It was my privilege this year to frame the discussion that we embarked upon at our 2014 annual summer conference. On an annual basis we put together a proposal for future conference themes. That process though begins much earlier through the Center’s ongoing work in trend analysis. A multitude of considerations are brought to bear as we identify the particular strategic theme for any given conference and event. Our executive director Paige Cunningham has described the trend analysis component of our work as a sort of sentry in the watchtower, alert to changes in the various winds of bioethical inquiry.

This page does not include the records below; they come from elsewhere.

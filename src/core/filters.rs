use crate::core::distance::{calculate_bounding_box, distance_km, is_within_bounding_box};
use crate::models::{GeoPoint, NearbyVenue, Venue};

/// Distance from the reference point, or `None` when the venue has no coordinates
#[inline]
pub fn distance_to(reference: GeoPoint, venue: &Venue) -> Option<f64> {
    venue.location.map(|location| distance_km(reference, location))
}

/// Find venues within `radius_km` of `reference`, nearest first
///
/// Venues without coordinates are skipped, never placed at (0,0). The radius
/// is not validated here: a non-positive or NaN radius simply matches nothing.
/// Equal distances keep their input order.
pub fn venues_within_radius<'a>(
    reference: GeoPoint,
    venues: &'a [Venue],
    radius_km: f64,
) -> Vec<NearbyVenue<'a>> {
    let bbox = calculate_bounding_box(reference, radius_km);

    let mut nearby: Vec<NearbyVenue<'a>> = venues
        .iter()
        // Stage 1: coordinates present and inside the bounding box
        .filter(|venue| {
            venue
                .location
                .is_some_and(|location| is_within_bounding_box(location, &bbox))
        })
        // Stage 2: exact great-circle distance
        .filter_map(|venue| {
            let distance_km = distance_to(reference, venue)?;
            (distance_km <= radius_km).then_some(NearbyVenue { venue, distance_km })
        })
        .collect();

    nearby.sort_by(|a, b| a.distance_km.total_cmp(&b.distance_km));

    nearby
}

#[cfg(test)]
mod tests {
    use super::*;

    const KINGS_CROSS: GeoPoint = GeoPoint { latitude: 51.5308, longitude: -0.1238 };

    fn venue_at(id: &str, lat: f64, lon: f64) -> Venue {
        let mut venue = Venue::new(id, format!("Venue {}", id));
        venue.location = Some(GeoPoint::new(lat, lon));
        venue
    }

    #[test]
    fn test_sorted_nearest_first() {
        let venues = vec![
            venue_at("far", 51.5340, -0.1280),
            venue_at("near", 51.5315, -0.1245),
            venue_at("mid", 51.5330, -0.1250),
        ];

        let nearby = venues_within_radius(KINGS_CROSS, &venues, 1.0);
        let ids: Vec<&str> = nearby.iter().map(|n| n.venue.id.as_str()).collect();

        assert_eq!(ids, vec!["near", "mid", "far"]);
    }

    #[test]
    fn test_excludes_out_of_radius() {
        let venues = vec![
            venue_at("in", 51.5315, -0.1245),
            venue_at("out", 51.5074, -0.1278),
        ];

        let nearby = venues_within_radius(KINGS_CROSS, &venues, 0.6);

        assert_eq!(nearby.len(), 1);
        assert_eq!(nearby[0].venue.id, "in");
    }

    #[test]
    fn test_missing_coordinates_excluded() {
        let venues = vec![Venue::new("nowhere", "No Coordinates Cafe")];
        assert!(venues_within_radius(KINGS_CROSS, &venues, 10_000.0).is_empty());
    }

    #[test]
    fn test_invalid_radius_matches_nothing() {
        let venues = vec![venue_at("in", 51.5315, -0.1245)];

        assert!(venues_within_radius(KINGS_CROSS, &venues, -1.0).is_empty());
        assert!(venues_within_radius(KINGS_CROSS, &venues, f64::NAN).is_empty());
    }

    #[test]
    fn test_finds_venue_across_antimeridian() {
        let reference = GeoPoint::new(0.0, 179.999);
        let venues = vec![venue_at("fiji", 0.0, -179.999), venue_at("far", 0.0, -179.5)];

        let nearby = venues_within_radius(reference, &venues, 1.0);

        assert_eq!(nearby.len(), 1);
        assert_eq!(nearby[0].venue.id, "fiji");
        assert!((nearby[0].distance_km - 0.2224).abs() < 0.001);
    }

    #[test]
    fn test_finds_venue_over_the_pole() {
        let reference = GeoPoint::new(80.0, 0.0);
        let venues = vec![venue_at("over_pole", 85.0, 180.0)];

        let nearby = venues_within_radius(reference, &venues, 3000.0);

        assert_eq!(nearby.len(), 1);
        assert!((nearby[0].distance_km - 1667.9).abs() < 1.0);
    }

    #[test]
    fn test_ties_keep_input_order() {
        let venues = vec![
            venue_at("first", 51.5315, -0.1245),
            venue_at("second", 51.5315, -0.1245),
        ];

        let nearby = venues_within_radius(KINGS_CROSS, &venues, 1.0);
        assert_eq!(nearby[0].venue.id, "first");
        assert_eq!(nearby[1].venue.id, "second");
    }
}
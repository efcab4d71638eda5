//! Transaction context — the in-flight transaction handed to transaction hooks.

use std::fmt;
use std::str::FromStr;
use std::sync::Arc;

use chrono::{DateTime, Utc};
use serde::{Deserialize, Serialize};
use uuid::Uuid;

/// Unique identifier for a transaction.
#[derive(Debug, Clone, Copy, PartialEq, Eq, Hash, Serialize, Deserialize)]
#[serde(transparent)]
pub struct TransactionId(pub Uuid);

impl TransactionId {
    /// Create a new time-ordered identifier.
    pub fn new() -> Self {
        Self(Uuid::now_v7())
    }
}

impl Default for TransactionId {
    fn default() -> Self {
        Self::new()
    }
}

impl fmt::Display for TransactionId {
    fn fmt(&self, f: &mut fmt::Formatter<'_>) -> fmt::Result {
        write!(f, "{}", self.0)
    }
}

impl FromStr for TransactionId {
    type Err = uuid::Error;

    fn from_str(s: &str) -> Result<Self, Self::Err> {
        Uuid::parse_str(s).map(Self)
    }
}

/// Opaque reference to a configuration store snapshot.
///
/// The storage layer owns the snapshot; this is only its name or path.
#[derive(Debug, Clone, PartialEq, Eq, Hash)]
pub struct SnapshotRef(Arc<str>);

impl SnapshotRef {
    /// Wraps a snapshot name.
    pub fn new(name: impl AsRef<str>) -> Self {
        Self(Arc::from(name.as_ref()))
    }

    /// Returns the snapshot name.
    pub fn as_str(&self) -> &str {
        &self.0
    }
}

impl fmt::Display for SnapshotRef {
    fn fmt(&self, f: &mut fmt::Formatter<'_>) -> fmt::Result {
        f.write_str(&self.0)
    }
}

/// Where a transaction is in the protocol.
#[derive(Debug, Clone, Copy, PartialEq, Eq, Hash, Serialize, Deserialize)]
#[serde(rename_all = "snake_case")]
pub enum TransactionPhase {
    /// Created, no hook run yet.
    NotStarted,
    /// `transaction_begin` has been dispatched.
    Began,
    /// `transaction_complete` has been dispatched.
    Completed,
    /// Every `transaction_end` hook succeeded.
    Ended,
    /// `transaction_abort` is being dispatched.
    Aborting,
    /// `transaction_abort` has been dispatched.
    Aborted,
}

impl TransactionPhase {
    /// Returns whether no further phase may run.
    pub fn is_terminal(&self) -> bool {
        matches!(self, Self::Ended | Self::Aborted)
    }
}

impl fmt::Display for TransactionPhase {
    fn fmt(&self, f: &mut fmt::Formatter<'_>) -> fmt::Result {
        let name = match self {
            Self::NotStarted => "not_started",
            Self::Began => "began",
            Self::Completed => "completed",
            Self::Ended => "ended",
            Self::Aborting => "aborting",
            Self::Aborted => "aborted",
        };
        f.write_str(name)
    }
}

/// One in-flight transaction.
///
/// Built by the transaction driver for each commit; hooks receive a copy
/// reflecting the phase being dispatched.
#[derive(Debug, Clone)]
pub struct TransactionContext {
    /// Transaction identifier.
    id: TransactionId,
    /// When the context was created.
    started_at: DateTime<Utc>,
    /// Proposed configuration.
    candidate: SnapshotRef,
    /// Last committed configuration.
    running: SnapshotRef,
    /// Current phase.
    phase: TransactionPhase,
}

impl TransactionContext {
    /// Creates a fresh transaction between two snapshots.
    pub fn new(candidate: SnapshotRef, running: SnapshotRef) -> Self {
        Self {
            id: TransactionId::new(),
            started_at: Utc::now(),
            candidate,
            running,
            phase: TransactionPhase::NotStarted,
        }
    }

    /// Returns the transaction identifier.
    pub fn id(&self) -> TransactionId {
        self.id
    }

    /// Returns when the transaction was created.
    pub fn started_at(&self) -> DateTime<Utc> {
        self.started_at
    }

    /// Returns the candidate snapshot.
    pub fn candidate(&self) -> &SnapshotRef {
        &self.candidate
    }

    /// Returns the running snapshot.
    pub fn running(&self) -> &SnapshotRef {
        &self.running
    }

    /// Returns the current phase.
    pub fn phase(&self) -> TransactionPhase {
        self.phase
    }

    pub(crate) fn set_phase(&mut self, phase: TransactionPhase) {
        self.phase = phase;
    }
}
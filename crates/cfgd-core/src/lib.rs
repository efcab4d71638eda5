//! # cfgd-core
//!
//! Core crate for cfgd. Contains the configuration schemas shared by the
//! daemon and the plugin framework, and the unified error system.
//!
//! This crate has **no** internal dependencies on other cfgd crates.

pub mod config;
pub mod error;
pub mod result;

pub use error::AppError;
pub use result::AppResult;
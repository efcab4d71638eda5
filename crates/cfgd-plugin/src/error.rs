//! Plugin framework errors.

use std::path::PathBuf;

use thiserror::Error;

use cfgd_core::error::{AppError, ErrorKind};

use crate::hooks::definitions::HookKind;

/// Boxed error used for causes coming from module loaders.
pub type BoxError = Box<dyn std::error::Error + Send + Sync>;

/// Errors raised while loading plugins or dispatching their hooks.
#[derive(Debug, Error)]
pub enum PluginError {
    /// A plugin could not be loaded, or its `plugin_init` hook failed.
    #[error("plugin '{plugin}' failed to load: {cause}")]
    LoadFailure {
        /// Name of the offending plugin.
        plugin: String,
        /// Underlying cause.
        #[source]
        cause: BoxError,
    },

    /// A hook returned a negative signal in a phase that stops on failure.
    #[error("{plugin}.{hook}() failed with signal {signal}")]
    HookFailure {
        /// Plugin whose hook failed.
        plugin: String,
        /// The failing hook.
        hook: HookKind,
        /// Raw signal returned by the hook.
        signal: i32,
    },

    /// Dependency registration from a caller that is not a registered plugin.
    #[error("calling plugin '{caller}' not found")]
    UnknownCaller {
        /// The identity the caller presented.
        caller: String,
    },

    /// A hook panicked.
    #[error("fatal fault in {plugin}.{hook}(): {message}")]
    FatalFault {
        /// Plugin whose hook faulted.
        plugin: String,
        /// The faulting hook.
        hook: HookKind,
        /// Panic message.
        message: String,
    },

    /// The plugin directory exists but could not be read.
    #[error("failed to read plugin directory '{}': {source}", path.display())]
    Io {
        /// Directory being enumerated.
        path: PathBuf,
        /// Underlying I/O error.
        #[source]
        source: std::io::Error,
    },
}

impl PluginError {
    /// Wraps any error as the load failure of `plugin`.
    pub fn load_failure(plugin: &str, cause: impl Into<BoxError>) -> Self {
        Self::LoadFailure {
            plugin: plugin.to_string(),
            cause: cause.into(),
        }
    }

    /// Returns the plugin this error is attributed to, if any.
    pub fn plugin(&self) -> Option<&str> {
        match self {
            Self::LoadFailure { plugin, .. }
            | Self::HookFailure { plugin, .. }
            | Self::FatalFault { plugin, .. } => Some(plugin),
            Self::UnknownCaller { .. } | Self::Io { .. } => None,
        }
    }

    /// Returns whether this error is a hook fault rather than a signalled failure.
    pub fn is_fatal(&self) -> bool {
        matches!(self, Self::FatalFault { .. })
    }
}

impl From<PluginError> for AppError {
    fn from(err: PluginError) -> Self {
        let kind = match &err {
            PluginError::Io { .. } => ErrorKind::Io,
            PluginError::UnknownCaller { .. } => ErrorKind::NotFound,
            _ => ErrorKind::Plugin,
        };
        AppError::with_source(kind, err.to_string(), err)
    }
}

We keep this watch as we post and highlight news and journal articles for bioethics.com and in our weekly and monthly emails. We seek to stay abreast of the ever expanding literature relevant to the variety of bioethical questions, a job made somewhat easier as we curate the expanding collection of the Center’s Research Library. We keep watch as we attend conferences and participate in professional societies across a wide spectrum of professional spheres and topical areas. Our eyes are attentive to the trends and transitions occurring throughout the varied discourses that are encompassed in the field of bioethics.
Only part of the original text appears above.